When the weather is fine, the Edinburgh Boy and I like to walk for an hour or so in the late afternoon or early evening along the riverbank. He swims in the Thames; I take photos.
All Saints, Bisham, which has stood here at the river's edge for hundreds of years, is a favourite stopping point for many photographers, professional and amateur. On a glorious day like today, everything comes together perfectly, from whichever angle you are looking:
a cloudless sky, late summer sun falling softly on ancient brick and flint, sunlight and stones reflected across water.
The lines that always come to mind when I'm here are from Burnt Norton, the first of T S Eliot's Four Quartets:
"At the still point of the turning world; neither flesh not fleshless;
Neither from nor towards; at the still point, there the dance is,
But neither arrest nor movement. And do not call it fixity,
Where past and future are gathered. Neither movement from nor towards,
Neither ascent nor decline. Except for the point, the still point,
There would be no dance, and there is only the dance."
We all need our own still points, especially as we get older, and we all have ways of recognising them when they present themselves. This is one of mine.
Dear 60-16
Your posts are beautiful. The words and the images reflect each other and intensify the message. The Bisham Church is ageless. You lead us from that to Eliot's words.
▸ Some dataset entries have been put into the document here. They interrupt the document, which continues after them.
//! TCP header layout, serialization and parsing.

use crate::{
    buffer::Pbuf,
    ip::{Ipv4Address, PROTO_TCP},
    utility::Checksum,
};
use thiserror::Error as ThisError;

/// The number of 32-bit words in a TCP header without options
pub const BASE_HEADER_WORDS: u8 = 5;
/// The number of bytes in a TCP header without options
pub const BASE_HEADER_OCTETS: usize = BASE_HEADER_WORDS as usize * 4;
/// The most option bytes a header can carry
pub const MAX_OPTION_OCTETS: usize = 40;

/// Byte offset of the acknowledgement number within the header
const ACK_OFFSET: usize = 8;
/// Byte offset of the flag byte within the header
const FLAGS_OFFSET: usize = 13;
/// Byte offset of the window within the header
const WND_OFFSET: usize = 14;
/// Byte offset of the checksum within the header
const CHECKSUM_OFFSET: usize = 16;

/// The fixed part of a TCP header
#[derive(Debug, Copy, Clone, Hash, PartialEq, Eq)]
pub struct TcpHeader {
    /// The source port number
    pub src_port: u16,
    /// The destination port number
    pub dst_port: u16,
    /// The sequence number of the first data octet in this segment, or the
    /// initial sequence number if SYN is set
    pub seq: u32,
    /// The next sequence number the sender expects to receive, valid when ACK
    /// is set
    pub ack: u32,
    /// The number of 32-bit words in the header, options included
    pub data_offset: u8,
    /// Control bits
    pub ctl: Control,
    /// The number of octets the sender is willing to accept
    pub wnd: u16,
    /// The header checksum
    pub checksum: u16,
    /// Offset of the urgent pointer from `seq`, valid when URG is set
    pub urg: u16,
}

impl TcpHeader {
    /// Size of the header in bytes, options included
    pub fn bytes(&self) -> usize {
        self.data_offset as usize * 4
    }

    /// Writes the fixed header followed by `options` in wire format.
    pub fn serialize(&self, options: &[u8]) -> Vec<u8> {
        let mut out = Vec::with_capacity(BASE_HEADER_OCTETS + options.len());
        out.extend_from_slice(&self.src_port.to_be_bytes());
        out.extend_from_slice(&self.dst_port.to_be_bytes());
        out.extend_from_slice(&self.seq.to_be_bytes());
        out.extend_from_slice(&self.ack.to_be_bytes());
        out.push(self.data_offset << 4);
        out.push(self.ctl.into());
        out.extend_from_slice(&self.wnd.to_be_bytes());
        out.extend_from_slice(&self.checksum.to_be_bytes());
        out.extend_from_slice(&self.urg.to_be_bytes());
        out.extend_from_slice(options);
        out
    }

    /// Parses a segment and verifies its checksum against the pseudo header.
    pub fn from_bytes(
        packet: &[u8],
        src_address: Ipv4Address,
        dst_address: Ipv4Address,
    ) -> Result<ParsedSegment<'_>, ParseError> {
        let parsed = Self::from_bytes_unchecked(packet)?;
        let length: u16 = packet
            .len()
            .try_into()
            .map_err(|_| ParseError::PacketTooLong)?;
        let mut checksum = Checksum::new();
        checksum.add_pseudo_header(src_address, dst_address, PROTO_TCP, length);
        checksum.accumulate(&packet[..CHECKSUM_OFFSET]);
        checksum.accumulate(&packet[CHECKSUM_OFFSET + 2..]);
        let actual = checksum.as_u16();
        if actual == parsed.header.checksum {
            Ok(parsed)
        } else {
            Err(ParseError::Checksum {
                actual,
                expected: parsed.header.checksum,
            })
        }
    }

    /// Parses a segment without looking at the checksum.
    pub fn from_bytes_unchecked(packet: &[u8]) -> Result<ParsedSegment<'_>, ParseError> {
        if packet.len() < BASE_HEADER_OCTETS {
            return Err(ParseError::HeaderTooShort);
        }
        let u16_at = |i: usize| u16::from_be_bytes([packet[i], packet[i + 1]]);
        let u32_at = |i: usize| {
            u32::from_be_bytes([packet[i], packet[i + 1], packet[i + 2], packet[i + 3]])
        };

        let data_offset = packet[12] >> 4;
        let header_len = data_offset as usize * 4;
        if data_offset < BASE_HEADER_WORDS {
            return Err(ParseError::DataOffset(data_offset));
        }
        if packet.len() < header_len {
            return Err(ParseError::HeaderTooShort);
        }

        let header = TcpHeader {
            src_port: u16_at(0),
            dst_port: u16_at(2),
            seq: u32_at(4),
            ack: u32_at(ACK_OFFSET),
            data_offset,
            ctl: Control::from(packet[FLAGS_OFFSET] & 0b11_1111),
            wnd: u16_at(WND_OFFSET),
            checksum: u16_at(CHECKSUM_OFFSET),
            urg: u16_at(18),
        };
        Ok(ParsedSegment {
            header,
            options: &packet[BASE_HEADER_OCTETS..header_len],
            payload: &packet[header_len..],
        })
    }
}

/// A segment split into its parts.
#[derive(Debug, Clone, Copy, PartialEq, Eq)]
pub struct ParsedSegment<'a> {
    pub header: TcpHeader,
    pub options: &'a [u8],
    pub payload: &'a [u8],
}

impl ParsedSegment<'_> {
    /// The maximum segment size announced in the options, if any.
    pub fn mss(&self) -> Option<u16> {
        let mut options = self.options;
        while let Some(&kind) = options.first() {
            match kind {
                // End of option list
                0 => break,
                // No-operation
                1 => options = &options[1..],
                _ => {
                    let len = *options.get(1)? as usize;
                    if len < 2 || len > options.len() {
                        return None;
                    }
                    if kind == 2 && len == 4 {
                        return Some(u16::from_be_bytes([options[2], options[3]]));
                    }
                    options = &options[len..];
                }
            }
        }
        None
    }
}

/// Builds the MSS option announced on SYN segments.
pub fn mss_option(mss: u16) -> [u8; 4] {
    let [high, low] = mss.to_be_bytes();
    [2, 4, high, low]
}

/// Writes `checksum` into a serialized header.
pub fn set_checksum(header: &mut [u8], checksum: u16) {
    header[CHECKSUM_OFFSET..CHECKSUM_OFFSET + 2].copy_from_slice(&checksum.to_be_bytes());
}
Those last two lines are breathtaking; they brought tears to my eyes. Thank you for that.
Your posts make me think I should walk more. Or does one need a dog for that?
wx
Posted by: wendy robertson | 13 September 2009 at 10:10 AM
How beautiful.
Posted by: Maureen | 13 September 2009 at 10:36 AM
What a lovely poem! And perfectly illustrated by that beautiful scene.
Posted by: Jay | 14 September 2009 at 10:47 AM
This is absolutely lovely - you've communicated the stillness and that sense of being caught up by the moment. The Eliot quote is perfect. I've always loved the 4 quartets - how could such a strange and unlikeable man write such beautiful stuff?
K
Posted by: Kathleen Jones | 14 September 2009 at 11:12 AM
Thanks so much everyone; so pleased that this worked for you too.
Wendy: having a dog (or dogs as it was for me until earlier this year) has enabled me to search out and walk in places that I probably wouldn't have done on my own. And it was through having dogs that I rediscovered the joys of walking, although have done rather less cycling as a consequence . . .
Kathleen: it's that knotty old problem of how we respond to something of obvious beauty, when we disagree profoundly with or abhor the views or the actions of the person who created it. Eric Gill is a prime example; his work was sublime but who could condone his behaviour? (And did we change the way we responded to his work after the publication of Fiona MacCarthy's biography of Gill, which revealed to the wider world just how he had lived.) I don't have any easy answers to this, by the way. What do others think?